• Activity: Give back exactly the stretch of data below from the line holding "pub mod suites;" through the line holding "pub use verify::VerificationResult;", both ends included, and leave the remaining lines out.
[[ Supplied data open ]]
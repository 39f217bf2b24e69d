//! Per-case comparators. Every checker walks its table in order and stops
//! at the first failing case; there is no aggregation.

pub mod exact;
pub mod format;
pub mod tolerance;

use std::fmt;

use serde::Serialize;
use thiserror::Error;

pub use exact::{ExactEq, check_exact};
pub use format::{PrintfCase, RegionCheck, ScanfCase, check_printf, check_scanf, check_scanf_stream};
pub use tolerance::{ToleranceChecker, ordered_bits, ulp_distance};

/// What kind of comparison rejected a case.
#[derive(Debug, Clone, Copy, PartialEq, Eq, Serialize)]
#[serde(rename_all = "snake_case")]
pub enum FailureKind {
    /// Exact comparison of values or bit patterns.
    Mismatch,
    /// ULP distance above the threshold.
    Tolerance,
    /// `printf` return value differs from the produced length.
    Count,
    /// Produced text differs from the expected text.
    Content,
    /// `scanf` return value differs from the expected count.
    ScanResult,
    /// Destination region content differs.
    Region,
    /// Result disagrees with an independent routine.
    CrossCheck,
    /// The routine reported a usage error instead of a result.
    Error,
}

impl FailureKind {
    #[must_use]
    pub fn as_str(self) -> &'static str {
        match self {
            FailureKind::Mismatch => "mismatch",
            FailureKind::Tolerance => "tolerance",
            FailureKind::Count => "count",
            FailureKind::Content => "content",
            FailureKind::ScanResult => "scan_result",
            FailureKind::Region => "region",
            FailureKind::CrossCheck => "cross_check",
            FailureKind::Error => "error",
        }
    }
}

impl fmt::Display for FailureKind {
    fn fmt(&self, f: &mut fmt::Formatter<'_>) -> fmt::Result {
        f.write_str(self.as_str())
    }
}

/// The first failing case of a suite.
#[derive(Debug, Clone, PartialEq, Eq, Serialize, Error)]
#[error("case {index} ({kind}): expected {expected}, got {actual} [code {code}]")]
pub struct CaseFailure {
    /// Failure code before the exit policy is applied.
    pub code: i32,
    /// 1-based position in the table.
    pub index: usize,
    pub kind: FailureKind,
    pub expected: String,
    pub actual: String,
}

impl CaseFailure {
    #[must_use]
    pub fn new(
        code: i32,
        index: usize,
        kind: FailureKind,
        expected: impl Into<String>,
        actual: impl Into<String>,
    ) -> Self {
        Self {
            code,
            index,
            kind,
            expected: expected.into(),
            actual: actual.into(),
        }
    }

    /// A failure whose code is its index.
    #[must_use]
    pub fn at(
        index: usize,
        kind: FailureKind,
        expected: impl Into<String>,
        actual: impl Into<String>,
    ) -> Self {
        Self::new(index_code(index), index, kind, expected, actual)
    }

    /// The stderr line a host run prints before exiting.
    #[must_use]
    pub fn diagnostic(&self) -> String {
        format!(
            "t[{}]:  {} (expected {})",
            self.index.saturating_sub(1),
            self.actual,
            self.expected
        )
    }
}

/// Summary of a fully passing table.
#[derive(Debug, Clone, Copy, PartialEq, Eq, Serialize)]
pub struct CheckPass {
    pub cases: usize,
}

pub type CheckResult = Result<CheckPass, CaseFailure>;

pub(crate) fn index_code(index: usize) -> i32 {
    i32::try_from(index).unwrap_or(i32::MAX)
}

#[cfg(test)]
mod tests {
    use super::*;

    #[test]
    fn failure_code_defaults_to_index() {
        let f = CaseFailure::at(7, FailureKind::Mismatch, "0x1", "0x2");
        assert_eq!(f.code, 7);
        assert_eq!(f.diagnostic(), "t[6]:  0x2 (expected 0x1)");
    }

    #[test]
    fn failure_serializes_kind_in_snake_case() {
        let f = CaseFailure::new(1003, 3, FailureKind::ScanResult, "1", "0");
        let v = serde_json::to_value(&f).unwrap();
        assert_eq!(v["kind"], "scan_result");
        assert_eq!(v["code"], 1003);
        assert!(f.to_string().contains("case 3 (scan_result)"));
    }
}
[[ Supplied data closed ]]
[[ Supplied data open ]]
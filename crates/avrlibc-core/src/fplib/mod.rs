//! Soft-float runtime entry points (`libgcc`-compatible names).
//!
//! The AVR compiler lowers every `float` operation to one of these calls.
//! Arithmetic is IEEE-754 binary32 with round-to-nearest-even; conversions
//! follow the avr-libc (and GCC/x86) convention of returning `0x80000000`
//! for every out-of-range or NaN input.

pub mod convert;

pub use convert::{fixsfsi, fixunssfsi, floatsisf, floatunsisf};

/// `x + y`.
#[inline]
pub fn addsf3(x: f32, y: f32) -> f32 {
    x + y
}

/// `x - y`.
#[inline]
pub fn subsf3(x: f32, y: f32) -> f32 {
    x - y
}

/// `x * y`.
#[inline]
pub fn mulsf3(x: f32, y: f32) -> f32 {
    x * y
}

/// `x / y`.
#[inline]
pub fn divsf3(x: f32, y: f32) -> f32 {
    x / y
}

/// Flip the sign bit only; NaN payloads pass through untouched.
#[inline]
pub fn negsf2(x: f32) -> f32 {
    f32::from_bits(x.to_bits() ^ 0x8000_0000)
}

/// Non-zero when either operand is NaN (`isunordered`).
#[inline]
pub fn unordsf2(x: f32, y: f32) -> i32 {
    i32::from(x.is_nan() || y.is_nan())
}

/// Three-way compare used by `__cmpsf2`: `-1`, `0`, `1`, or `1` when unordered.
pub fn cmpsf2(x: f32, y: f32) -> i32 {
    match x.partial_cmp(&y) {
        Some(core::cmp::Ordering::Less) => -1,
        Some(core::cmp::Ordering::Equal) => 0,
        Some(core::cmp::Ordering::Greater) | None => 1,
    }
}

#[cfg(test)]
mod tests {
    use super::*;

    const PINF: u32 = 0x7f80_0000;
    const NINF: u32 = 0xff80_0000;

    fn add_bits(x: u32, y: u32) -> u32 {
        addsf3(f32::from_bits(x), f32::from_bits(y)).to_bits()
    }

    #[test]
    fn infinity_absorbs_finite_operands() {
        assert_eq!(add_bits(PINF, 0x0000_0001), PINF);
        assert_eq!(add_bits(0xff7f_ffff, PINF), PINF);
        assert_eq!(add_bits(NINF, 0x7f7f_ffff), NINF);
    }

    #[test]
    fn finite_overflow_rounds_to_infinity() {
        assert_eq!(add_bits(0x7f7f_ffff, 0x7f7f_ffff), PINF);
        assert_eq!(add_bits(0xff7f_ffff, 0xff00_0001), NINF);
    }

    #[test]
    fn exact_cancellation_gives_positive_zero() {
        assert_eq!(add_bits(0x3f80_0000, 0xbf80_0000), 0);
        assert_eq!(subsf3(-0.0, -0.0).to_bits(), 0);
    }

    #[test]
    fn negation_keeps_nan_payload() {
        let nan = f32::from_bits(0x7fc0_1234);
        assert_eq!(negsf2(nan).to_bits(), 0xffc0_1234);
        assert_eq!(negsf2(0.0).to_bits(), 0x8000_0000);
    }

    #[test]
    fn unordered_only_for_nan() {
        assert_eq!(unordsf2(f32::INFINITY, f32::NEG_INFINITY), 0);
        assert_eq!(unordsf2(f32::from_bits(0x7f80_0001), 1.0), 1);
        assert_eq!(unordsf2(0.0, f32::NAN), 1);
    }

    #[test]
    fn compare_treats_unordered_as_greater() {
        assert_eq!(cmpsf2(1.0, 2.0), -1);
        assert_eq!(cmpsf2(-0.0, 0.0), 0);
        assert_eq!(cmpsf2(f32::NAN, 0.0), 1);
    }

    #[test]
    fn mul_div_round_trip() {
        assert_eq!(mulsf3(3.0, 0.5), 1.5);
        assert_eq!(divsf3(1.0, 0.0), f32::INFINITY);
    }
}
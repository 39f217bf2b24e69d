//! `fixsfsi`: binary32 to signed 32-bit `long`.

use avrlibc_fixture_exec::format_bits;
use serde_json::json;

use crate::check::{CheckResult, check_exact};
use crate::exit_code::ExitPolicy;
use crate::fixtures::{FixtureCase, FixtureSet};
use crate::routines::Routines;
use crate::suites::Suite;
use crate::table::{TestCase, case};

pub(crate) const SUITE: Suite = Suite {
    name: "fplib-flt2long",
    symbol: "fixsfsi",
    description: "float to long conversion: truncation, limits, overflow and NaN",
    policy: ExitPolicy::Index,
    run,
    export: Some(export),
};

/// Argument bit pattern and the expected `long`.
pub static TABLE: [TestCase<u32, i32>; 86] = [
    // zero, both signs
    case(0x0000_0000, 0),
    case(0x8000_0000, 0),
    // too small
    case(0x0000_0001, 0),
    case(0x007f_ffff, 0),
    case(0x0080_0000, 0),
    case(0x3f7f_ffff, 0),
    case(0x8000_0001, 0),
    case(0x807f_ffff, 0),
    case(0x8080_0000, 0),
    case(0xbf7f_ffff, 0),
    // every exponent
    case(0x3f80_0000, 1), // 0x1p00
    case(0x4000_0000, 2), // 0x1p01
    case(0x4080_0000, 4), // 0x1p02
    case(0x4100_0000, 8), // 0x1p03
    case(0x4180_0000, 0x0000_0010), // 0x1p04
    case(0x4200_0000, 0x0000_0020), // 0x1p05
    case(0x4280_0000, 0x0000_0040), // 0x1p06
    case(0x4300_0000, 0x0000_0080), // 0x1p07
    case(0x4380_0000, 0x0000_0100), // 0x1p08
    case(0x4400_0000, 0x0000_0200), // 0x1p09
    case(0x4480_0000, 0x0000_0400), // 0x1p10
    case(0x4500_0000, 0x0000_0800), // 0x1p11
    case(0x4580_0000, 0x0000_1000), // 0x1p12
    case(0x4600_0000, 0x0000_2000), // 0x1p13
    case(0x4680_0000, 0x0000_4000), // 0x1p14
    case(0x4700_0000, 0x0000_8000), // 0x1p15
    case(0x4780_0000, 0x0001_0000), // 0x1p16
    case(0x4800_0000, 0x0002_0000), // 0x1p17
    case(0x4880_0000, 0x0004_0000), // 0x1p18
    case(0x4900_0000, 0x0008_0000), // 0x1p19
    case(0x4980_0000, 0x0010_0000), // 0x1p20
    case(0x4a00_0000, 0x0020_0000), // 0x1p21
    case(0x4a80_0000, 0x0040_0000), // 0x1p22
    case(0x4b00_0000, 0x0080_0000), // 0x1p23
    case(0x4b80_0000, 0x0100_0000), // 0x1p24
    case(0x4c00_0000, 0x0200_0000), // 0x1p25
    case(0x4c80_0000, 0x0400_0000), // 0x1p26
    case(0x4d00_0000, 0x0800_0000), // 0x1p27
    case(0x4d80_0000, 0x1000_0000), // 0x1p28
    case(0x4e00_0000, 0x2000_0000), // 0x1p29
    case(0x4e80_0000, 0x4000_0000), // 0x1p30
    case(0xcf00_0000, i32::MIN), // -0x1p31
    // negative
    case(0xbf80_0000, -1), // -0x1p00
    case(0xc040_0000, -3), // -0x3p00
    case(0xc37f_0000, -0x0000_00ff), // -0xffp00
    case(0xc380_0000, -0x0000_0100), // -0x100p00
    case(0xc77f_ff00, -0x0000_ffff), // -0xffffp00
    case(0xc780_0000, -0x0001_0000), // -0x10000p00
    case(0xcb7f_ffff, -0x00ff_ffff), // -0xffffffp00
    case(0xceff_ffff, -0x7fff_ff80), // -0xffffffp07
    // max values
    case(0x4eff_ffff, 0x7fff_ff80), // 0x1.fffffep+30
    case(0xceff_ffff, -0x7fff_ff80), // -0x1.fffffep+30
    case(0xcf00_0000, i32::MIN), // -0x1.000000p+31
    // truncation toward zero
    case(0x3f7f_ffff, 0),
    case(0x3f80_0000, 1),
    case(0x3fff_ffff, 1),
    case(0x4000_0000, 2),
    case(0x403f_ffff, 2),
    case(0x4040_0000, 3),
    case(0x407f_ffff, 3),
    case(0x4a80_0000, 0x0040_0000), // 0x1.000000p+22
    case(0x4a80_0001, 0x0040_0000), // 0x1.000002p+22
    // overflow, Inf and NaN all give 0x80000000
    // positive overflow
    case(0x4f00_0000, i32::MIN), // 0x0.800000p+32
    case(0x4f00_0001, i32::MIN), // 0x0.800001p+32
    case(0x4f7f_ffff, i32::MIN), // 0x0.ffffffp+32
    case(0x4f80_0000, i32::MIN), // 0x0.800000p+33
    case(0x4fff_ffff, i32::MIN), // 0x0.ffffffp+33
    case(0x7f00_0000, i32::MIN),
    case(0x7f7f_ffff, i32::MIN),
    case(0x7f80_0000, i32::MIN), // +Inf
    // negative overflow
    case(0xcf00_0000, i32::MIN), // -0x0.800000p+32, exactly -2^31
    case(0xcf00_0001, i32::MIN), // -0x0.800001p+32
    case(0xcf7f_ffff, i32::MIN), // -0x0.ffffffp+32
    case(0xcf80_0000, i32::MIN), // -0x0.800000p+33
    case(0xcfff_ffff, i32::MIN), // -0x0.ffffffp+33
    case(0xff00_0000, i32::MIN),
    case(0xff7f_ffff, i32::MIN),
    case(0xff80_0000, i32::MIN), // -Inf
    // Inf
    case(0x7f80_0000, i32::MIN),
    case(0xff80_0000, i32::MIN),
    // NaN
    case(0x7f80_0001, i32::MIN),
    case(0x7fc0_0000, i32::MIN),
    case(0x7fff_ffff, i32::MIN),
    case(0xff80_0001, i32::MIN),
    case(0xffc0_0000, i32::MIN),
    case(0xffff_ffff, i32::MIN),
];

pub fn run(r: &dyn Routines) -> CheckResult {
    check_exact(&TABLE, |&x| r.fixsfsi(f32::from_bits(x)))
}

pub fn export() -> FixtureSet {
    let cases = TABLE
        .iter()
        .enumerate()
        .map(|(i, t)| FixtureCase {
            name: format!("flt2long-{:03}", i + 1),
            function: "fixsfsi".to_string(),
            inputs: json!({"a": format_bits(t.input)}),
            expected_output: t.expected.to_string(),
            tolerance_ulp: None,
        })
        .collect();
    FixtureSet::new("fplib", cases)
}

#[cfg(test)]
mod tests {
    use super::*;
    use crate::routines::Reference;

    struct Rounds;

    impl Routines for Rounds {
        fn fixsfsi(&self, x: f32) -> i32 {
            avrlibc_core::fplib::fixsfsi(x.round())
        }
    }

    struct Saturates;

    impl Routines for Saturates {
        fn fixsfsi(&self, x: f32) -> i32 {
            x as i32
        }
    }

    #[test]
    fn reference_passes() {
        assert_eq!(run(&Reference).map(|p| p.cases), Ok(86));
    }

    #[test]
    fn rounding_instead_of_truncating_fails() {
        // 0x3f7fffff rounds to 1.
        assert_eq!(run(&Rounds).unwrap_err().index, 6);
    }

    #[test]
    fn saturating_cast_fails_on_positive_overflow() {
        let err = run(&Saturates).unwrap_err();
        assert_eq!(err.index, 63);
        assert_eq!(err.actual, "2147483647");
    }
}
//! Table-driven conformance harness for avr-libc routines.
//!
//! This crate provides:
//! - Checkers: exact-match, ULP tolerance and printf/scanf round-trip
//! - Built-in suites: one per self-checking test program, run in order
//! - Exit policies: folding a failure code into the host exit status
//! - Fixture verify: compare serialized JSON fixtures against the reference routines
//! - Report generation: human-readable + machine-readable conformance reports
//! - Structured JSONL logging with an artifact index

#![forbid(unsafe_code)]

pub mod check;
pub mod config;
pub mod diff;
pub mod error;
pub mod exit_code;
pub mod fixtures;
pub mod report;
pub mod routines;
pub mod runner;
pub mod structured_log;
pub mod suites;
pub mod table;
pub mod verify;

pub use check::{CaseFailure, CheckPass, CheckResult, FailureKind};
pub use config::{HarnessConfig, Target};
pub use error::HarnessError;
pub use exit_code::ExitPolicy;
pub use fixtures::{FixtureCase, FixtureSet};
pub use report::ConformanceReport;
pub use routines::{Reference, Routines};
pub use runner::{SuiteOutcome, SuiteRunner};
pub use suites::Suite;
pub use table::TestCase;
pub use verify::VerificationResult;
[[ Supplied data closed ]]
[[ Supplied data open ]]
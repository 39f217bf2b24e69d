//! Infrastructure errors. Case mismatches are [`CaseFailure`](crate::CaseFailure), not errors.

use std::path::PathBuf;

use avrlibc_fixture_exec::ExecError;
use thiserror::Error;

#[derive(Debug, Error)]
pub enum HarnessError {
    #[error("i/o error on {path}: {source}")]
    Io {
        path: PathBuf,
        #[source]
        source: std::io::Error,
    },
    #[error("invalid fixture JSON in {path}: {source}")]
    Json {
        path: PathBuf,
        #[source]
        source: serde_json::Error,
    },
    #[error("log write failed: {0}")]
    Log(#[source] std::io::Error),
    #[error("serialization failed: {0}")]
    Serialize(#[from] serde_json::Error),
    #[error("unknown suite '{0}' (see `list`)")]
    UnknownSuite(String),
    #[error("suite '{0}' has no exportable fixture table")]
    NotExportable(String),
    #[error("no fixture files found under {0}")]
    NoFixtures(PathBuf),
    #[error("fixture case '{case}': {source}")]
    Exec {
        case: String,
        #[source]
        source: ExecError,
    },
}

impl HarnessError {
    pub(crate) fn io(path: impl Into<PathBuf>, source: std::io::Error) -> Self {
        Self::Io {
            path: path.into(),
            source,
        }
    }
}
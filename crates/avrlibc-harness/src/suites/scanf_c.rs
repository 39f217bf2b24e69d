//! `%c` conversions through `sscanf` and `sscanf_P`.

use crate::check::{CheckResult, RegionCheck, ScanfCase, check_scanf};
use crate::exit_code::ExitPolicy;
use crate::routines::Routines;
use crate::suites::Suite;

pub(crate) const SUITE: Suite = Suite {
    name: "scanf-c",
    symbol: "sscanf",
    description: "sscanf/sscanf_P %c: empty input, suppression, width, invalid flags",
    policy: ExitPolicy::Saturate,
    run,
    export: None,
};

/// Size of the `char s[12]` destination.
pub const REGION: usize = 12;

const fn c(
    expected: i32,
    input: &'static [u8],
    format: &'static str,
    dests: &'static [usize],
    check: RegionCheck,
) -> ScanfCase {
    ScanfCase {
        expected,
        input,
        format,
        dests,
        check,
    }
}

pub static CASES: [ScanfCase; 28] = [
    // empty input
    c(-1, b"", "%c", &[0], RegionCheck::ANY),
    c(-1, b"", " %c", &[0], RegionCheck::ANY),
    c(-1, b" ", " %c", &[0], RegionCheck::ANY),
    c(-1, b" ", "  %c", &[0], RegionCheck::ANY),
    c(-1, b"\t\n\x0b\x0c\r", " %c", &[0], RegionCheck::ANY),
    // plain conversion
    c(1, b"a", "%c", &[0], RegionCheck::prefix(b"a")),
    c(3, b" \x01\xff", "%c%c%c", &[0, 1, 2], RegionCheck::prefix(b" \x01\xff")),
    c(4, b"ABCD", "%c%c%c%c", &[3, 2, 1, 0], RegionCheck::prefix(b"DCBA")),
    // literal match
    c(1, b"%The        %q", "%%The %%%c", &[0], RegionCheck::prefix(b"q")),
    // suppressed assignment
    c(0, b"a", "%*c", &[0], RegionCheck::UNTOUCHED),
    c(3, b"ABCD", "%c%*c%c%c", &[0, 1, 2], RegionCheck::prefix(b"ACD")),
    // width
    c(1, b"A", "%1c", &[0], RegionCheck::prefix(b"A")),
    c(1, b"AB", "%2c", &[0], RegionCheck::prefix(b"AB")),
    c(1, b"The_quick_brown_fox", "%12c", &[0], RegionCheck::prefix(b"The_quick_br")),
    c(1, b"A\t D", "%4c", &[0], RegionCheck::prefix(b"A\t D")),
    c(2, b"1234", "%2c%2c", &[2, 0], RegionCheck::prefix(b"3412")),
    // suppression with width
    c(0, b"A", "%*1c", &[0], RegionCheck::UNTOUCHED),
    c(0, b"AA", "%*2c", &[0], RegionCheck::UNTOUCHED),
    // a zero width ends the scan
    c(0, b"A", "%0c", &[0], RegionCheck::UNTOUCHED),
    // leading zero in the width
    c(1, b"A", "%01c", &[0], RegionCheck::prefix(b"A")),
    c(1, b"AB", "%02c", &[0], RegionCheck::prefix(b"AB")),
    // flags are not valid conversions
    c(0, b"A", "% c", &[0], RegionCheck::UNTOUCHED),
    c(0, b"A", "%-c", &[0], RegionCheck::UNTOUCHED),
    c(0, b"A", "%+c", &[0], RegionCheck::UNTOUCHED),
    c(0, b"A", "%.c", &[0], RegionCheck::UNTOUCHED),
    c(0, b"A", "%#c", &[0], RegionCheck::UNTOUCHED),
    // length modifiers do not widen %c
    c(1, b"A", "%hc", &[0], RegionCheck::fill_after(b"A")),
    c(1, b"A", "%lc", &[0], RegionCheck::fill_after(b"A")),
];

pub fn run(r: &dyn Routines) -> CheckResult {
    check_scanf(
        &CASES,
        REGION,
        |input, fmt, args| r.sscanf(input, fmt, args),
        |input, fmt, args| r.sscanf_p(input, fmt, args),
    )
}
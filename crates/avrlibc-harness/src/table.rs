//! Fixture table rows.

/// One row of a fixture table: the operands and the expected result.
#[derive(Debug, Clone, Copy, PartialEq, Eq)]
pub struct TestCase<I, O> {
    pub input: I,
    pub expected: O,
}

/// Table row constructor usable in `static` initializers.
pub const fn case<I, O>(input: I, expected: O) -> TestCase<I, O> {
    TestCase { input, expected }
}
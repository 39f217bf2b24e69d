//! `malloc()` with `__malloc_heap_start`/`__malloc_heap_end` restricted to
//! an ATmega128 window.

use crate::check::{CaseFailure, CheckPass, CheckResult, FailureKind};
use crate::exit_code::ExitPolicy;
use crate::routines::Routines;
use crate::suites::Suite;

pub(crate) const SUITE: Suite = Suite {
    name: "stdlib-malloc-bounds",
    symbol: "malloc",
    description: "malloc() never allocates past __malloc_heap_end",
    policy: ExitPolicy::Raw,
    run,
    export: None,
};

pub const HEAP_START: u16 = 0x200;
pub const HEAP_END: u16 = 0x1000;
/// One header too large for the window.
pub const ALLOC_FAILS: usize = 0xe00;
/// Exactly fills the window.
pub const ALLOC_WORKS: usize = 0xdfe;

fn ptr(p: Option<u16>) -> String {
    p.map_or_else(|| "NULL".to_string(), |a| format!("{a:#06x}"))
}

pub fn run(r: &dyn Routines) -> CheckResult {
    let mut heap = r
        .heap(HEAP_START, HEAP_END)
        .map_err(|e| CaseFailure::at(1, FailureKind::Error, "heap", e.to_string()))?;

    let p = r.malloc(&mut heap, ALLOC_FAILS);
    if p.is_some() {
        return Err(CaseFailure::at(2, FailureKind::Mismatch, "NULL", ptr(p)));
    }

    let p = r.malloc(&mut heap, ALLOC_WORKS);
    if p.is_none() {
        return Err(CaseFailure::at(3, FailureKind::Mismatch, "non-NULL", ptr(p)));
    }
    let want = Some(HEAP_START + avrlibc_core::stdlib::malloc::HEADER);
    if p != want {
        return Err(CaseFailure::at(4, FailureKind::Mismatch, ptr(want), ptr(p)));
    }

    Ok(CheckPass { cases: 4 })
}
[[ Supplied data closed ]]
• Reply to the task:
pub mod suites;
pub mod table;
pub mod verify;

pub use check::{CaseFailure, CheckPass, CheckResult, FailureKind};
pub use config::{HarnessConfig, Target};
pub use error::HarnessError;
pub use exit_code::ExitPolicy;
pub use fixtures::{FixtureCase, FixtureSet};
pub use report::ConformanceReport;
pub use routines::{Reference, Routines};
pub use runner::{SuiteOutcome, SuiteRunner};
pub use suites::Suite;
pub use table::TestCase;
pub use verify::VerificationResult;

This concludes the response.